* TASK OBJECTIVE *
Match the string "single" against each line below, and copy every line that matches.

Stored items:
_ _ _

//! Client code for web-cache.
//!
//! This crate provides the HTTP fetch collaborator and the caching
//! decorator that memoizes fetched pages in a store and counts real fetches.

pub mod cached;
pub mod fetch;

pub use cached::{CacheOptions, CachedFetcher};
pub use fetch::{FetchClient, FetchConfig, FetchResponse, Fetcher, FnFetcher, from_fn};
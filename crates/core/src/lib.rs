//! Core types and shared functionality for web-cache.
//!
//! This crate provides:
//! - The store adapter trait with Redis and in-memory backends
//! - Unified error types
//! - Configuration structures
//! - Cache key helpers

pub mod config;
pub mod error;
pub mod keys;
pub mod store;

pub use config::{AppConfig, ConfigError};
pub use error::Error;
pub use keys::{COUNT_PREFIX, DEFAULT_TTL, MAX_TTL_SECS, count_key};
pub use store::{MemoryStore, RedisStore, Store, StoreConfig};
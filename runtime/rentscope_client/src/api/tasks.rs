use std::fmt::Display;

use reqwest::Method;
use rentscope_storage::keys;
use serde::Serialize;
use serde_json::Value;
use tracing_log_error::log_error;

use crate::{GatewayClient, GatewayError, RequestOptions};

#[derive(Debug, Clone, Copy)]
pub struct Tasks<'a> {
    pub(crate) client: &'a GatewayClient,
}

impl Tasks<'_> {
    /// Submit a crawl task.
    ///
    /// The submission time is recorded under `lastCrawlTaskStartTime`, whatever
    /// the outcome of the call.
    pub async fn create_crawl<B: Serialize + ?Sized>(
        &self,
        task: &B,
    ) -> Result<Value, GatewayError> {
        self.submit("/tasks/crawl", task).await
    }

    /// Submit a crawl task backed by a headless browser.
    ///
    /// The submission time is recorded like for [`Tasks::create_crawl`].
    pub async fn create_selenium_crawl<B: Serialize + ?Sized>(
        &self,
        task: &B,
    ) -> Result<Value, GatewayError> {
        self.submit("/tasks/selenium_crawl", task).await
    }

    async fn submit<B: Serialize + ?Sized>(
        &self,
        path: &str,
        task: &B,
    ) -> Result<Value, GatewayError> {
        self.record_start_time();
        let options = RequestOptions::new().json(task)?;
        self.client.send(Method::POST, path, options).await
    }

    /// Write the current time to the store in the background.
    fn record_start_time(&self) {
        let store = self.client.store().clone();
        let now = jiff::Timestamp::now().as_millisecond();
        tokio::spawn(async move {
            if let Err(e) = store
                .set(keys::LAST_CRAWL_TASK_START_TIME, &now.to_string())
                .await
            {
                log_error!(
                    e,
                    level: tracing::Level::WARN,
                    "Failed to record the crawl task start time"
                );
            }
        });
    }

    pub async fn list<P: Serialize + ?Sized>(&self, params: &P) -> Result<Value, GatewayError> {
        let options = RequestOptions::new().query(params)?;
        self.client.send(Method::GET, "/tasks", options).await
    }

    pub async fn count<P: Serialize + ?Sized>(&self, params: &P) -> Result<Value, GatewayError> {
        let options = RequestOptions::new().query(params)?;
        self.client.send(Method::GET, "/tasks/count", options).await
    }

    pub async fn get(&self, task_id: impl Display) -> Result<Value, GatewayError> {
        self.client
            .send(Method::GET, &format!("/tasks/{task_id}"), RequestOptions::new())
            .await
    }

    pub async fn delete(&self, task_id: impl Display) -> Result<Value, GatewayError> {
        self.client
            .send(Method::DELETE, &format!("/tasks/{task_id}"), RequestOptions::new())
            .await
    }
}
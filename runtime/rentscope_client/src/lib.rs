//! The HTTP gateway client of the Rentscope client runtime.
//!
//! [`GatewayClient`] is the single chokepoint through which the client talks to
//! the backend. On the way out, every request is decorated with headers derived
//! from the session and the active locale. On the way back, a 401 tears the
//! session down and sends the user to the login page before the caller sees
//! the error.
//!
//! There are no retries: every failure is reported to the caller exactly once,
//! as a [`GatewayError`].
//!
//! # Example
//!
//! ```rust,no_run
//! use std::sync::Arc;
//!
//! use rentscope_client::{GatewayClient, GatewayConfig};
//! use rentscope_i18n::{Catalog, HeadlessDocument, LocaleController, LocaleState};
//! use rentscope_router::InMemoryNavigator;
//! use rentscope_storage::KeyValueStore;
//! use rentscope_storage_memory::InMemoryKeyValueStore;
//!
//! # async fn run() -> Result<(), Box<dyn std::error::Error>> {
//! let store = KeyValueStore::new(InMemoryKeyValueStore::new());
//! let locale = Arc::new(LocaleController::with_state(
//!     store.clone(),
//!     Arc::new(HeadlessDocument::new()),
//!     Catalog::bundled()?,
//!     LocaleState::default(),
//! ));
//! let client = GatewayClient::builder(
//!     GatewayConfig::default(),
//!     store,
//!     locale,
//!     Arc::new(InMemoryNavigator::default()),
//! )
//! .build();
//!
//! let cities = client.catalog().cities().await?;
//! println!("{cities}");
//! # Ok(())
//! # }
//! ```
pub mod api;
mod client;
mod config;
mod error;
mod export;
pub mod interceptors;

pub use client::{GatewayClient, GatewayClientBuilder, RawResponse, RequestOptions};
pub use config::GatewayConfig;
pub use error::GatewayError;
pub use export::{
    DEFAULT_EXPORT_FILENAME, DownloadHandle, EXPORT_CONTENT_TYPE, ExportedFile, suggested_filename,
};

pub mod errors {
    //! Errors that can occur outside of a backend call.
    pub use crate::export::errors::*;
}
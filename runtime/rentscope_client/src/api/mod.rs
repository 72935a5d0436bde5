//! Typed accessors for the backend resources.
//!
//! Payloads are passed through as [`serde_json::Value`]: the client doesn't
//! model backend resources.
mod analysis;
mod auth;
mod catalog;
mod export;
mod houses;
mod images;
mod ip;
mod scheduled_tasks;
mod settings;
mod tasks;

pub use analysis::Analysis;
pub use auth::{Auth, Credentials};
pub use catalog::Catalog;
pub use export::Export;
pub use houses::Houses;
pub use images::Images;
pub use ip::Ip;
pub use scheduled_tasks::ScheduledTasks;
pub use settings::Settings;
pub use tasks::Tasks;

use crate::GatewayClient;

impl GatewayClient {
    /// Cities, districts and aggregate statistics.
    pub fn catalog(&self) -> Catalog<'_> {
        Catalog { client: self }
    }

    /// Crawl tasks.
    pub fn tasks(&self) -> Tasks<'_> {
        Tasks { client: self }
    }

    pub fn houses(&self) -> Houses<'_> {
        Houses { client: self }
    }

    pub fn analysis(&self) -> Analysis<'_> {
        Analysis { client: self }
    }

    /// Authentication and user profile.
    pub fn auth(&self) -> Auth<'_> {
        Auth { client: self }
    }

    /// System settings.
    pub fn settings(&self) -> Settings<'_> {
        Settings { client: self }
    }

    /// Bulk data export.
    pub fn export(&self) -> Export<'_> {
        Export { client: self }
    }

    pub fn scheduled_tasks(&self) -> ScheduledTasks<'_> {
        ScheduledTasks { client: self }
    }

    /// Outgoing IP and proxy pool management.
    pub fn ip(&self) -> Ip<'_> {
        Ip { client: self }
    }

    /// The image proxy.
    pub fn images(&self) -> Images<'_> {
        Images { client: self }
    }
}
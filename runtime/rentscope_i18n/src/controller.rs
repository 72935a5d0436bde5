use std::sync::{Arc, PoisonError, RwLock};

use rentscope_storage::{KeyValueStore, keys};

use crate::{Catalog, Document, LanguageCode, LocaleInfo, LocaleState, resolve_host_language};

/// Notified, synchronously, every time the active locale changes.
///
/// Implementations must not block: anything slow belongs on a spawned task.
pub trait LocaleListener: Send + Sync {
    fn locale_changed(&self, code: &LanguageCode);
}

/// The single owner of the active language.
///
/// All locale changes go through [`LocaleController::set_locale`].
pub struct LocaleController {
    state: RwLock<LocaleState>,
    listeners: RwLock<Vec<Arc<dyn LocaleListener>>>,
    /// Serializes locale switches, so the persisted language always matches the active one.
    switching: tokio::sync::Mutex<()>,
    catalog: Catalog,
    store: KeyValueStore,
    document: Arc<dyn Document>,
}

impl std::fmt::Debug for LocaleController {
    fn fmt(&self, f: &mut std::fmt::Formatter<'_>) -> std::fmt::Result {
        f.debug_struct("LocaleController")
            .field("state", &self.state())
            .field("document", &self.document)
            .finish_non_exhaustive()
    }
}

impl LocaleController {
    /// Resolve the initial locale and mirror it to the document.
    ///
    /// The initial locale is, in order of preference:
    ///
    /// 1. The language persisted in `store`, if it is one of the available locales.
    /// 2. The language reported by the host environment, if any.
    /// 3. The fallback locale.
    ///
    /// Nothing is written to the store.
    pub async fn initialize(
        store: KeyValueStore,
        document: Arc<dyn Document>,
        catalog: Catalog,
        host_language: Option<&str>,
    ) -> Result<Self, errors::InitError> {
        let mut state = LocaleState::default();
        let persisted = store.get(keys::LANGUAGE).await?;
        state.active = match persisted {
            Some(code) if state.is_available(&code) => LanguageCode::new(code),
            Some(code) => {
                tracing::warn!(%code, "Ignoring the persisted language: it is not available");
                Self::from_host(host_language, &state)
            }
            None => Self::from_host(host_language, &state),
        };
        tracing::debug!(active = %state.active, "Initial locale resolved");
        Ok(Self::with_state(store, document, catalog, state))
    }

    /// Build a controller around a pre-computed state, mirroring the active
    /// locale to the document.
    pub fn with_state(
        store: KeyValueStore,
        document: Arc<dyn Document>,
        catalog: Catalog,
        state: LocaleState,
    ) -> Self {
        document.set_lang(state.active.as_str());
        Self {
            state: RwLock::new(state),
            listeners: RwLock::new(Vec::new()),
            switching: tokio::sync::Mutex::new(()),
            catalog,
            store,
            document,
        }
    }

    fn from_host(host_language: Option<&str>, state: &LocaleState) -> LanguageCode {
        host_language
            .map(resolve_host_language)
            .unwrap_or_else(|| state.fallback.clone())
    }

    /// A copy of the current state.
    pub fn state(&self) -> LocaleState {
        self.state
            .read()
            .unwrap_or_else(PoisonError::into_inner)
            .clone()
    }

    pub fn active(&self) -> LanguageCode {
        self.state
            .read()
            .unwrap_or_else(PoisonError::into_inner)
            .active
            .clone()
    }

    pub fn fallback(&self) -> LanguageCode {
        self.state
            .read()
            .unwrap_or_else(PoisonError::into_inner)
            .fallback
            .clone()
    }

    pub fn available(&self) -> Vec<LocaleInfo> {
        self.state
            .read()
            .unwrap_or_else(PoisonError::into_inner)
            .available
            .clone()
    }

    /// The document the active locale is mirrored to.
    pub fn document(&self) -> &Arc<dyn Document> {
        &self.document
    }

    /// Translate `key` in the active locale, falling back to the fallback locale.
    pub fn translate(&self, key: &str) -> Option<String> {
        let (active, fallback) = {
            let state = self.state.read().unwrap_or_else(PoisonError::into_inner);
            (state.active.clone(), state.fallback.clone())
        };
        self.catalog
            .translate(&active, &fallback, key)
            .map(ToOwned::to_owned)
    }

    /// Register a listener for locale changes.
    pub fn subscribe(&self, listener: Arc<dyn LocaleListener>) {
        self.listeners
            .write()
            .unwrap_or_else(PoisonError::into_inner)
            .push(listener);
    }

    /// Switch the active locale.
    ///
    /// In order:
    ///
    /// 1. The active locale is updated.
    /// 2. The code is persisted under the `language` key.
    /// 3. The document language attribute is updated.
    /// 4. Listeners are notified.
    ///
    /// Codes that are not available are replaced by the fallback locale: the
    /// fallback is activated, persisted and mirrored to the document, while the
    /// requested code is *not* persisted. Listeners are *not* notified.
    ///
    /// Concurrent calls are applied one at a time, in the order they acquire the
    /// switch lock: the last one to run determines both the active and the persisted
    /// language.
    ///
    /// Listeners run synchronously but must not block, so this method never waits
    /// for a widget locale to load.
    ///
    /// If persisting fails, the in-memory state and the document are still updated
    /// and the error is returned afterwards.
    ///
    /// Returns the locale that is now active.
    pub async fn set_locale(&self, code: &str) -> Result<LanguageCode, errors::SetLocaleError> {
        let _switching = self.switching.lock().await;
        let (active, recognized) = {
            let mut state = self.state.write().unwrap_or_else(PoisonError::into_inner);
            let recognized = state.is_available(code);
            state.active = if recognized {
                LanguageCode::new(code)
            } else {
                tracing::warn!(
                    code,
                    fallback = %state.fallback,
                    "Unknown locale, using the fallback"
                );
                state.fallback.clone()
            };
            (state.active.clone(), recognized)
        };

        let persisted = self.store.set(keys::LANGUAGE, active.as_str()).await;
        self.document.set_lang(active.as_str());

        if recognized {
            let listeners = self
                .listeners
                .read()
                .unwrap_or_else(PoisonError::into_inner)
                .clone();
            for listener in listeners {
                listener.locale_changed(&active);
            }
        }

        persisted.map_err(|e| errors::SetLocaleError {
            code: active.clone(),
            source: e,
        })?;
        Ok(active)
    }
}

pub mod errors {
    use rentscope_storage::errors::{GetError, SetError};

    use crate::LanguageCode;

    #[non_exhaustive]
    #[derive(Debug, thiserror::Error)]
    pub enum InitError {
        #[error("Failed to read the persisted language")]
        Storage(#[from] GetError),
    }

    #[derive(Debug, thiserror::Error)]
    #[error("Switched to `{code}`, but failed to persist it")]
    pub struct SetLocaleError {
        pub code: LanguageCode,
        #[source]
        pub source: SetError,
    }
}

_ _ _

* EXPECTED OUTPUT *
//! [`GatewayClient`] is the single chokepoint through which the client talks to
/// The single owner of the active language.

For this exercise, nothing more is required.